Chinese Regime Calls Nobel Contender a ‘Criminal’
Chinese Regime Calls Nobel Contender a ‘Criminal’

A protester holds a placard with the image of jailed Chinese rights campaigner Hu Jia outside a hotel where Chinese Vice President Xi Jinping stayed during his visit to Hong Kong in July, 2008. (Andrew Ross/AFP/Getty Images)
A protester holds a placard with the image of jailed Chinese rights campaigner Hu Jia outside a hotel where Chinese Vice President Xi Jinping stayed during his visit to Hong Kong in July, 2008. (Andrew Ross/AFP/Getty Images)
BEIJING—A Chinese Communist Party spokesman said jailed dissident Hu Jia was a criminal undeserving of a Nobel Peace Prize, amplifying Beijing's unhappiness at the possibility Hu could win the honour this year.

Chinese Foreign Ministry spokesman Qin Gang said countless other compatriots deserved consideration for the prize, but not Hu Jia, a human rights activist and Buddhist who has campaigned for AIDS patients, political democracy, Tibetan self-determination and other human rights issues that Beijing would rather not see exposed.

A Beijing court sentenced Hu to over three years' jail in April. Hu, in his mid-30s, had already spent many months under house arrest with his wife and child.

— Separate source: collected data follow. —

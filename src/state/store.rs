use tokio::sync::watch;

/// Observable state cell owned by one container.
///
/// The container is the only writer. Renderers either take a
/// [`snapshot`](Store::snapshot) or [`subscribe`](Store::subscribe) and are
/// woken after every [`update`](Store::update).
#[derive(Debug)]
pub struct Store<S> {
    tx: watch::Sender<S>,
}

impl<S: Clone> Store<S> {
    pub fn new(initial: S) -> Self {
        let (tx, _rx) = watch::channel(initial);
        Self { tx }
    }

    pub fn snapshot(&self) -> S {
        self.tx.borrow().clone()
    }

    /// Reads without cloning the whole state.
    pub fn with<R>(&self, f: impl FnOnce(&S) -> R) -> R {
        f(&self.tx.borrow())
    }

    pub fn subscribe(&self) -> watch::Receiver<S> {
        self.tx.subscribe()
    }

    /// Applies `f` and notifies subscribers, even when nobody is listening.
    pub fn update(&self, f: impl FnOnce(&mut S)) {
        self.tx.send_modify(f);
    }
}

impl<S: Clone + Default> Default for Store<S> {
    fn default() -> Self {
        Self::new(S::default())
    }
}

Hu's jailing drew condemnation from Washington, across Europe and from human rights advocates, and his energetic campaigning may yet win him the Nobel honour, worth $1.4 million. He has climbed to the top spot with some online bookmakers.

Communist Pressure on Nobel Committee

In a sign that the communist regime is worried that the award would invite further scrutiny of its human rights record, Qin made it plain Beijing would be outraged if Hu is named in Oslo on Friday.

"Everyone knows what sort of person Hu Jia is. He is a criminal who because he committed the crime of inciting subversion of state power, he was sentenced to a prison term by Chinese judicial authorities according to the law," Qin told a regular news conference.

"If the so-called prize is given to this kind of person, that would crude meddling in China's domestic affairs, in its judicial independence and sovereignty," he added.

‘Subversion of state power’ is a charge that is commonly used by the regime to silence freedom of speech in China.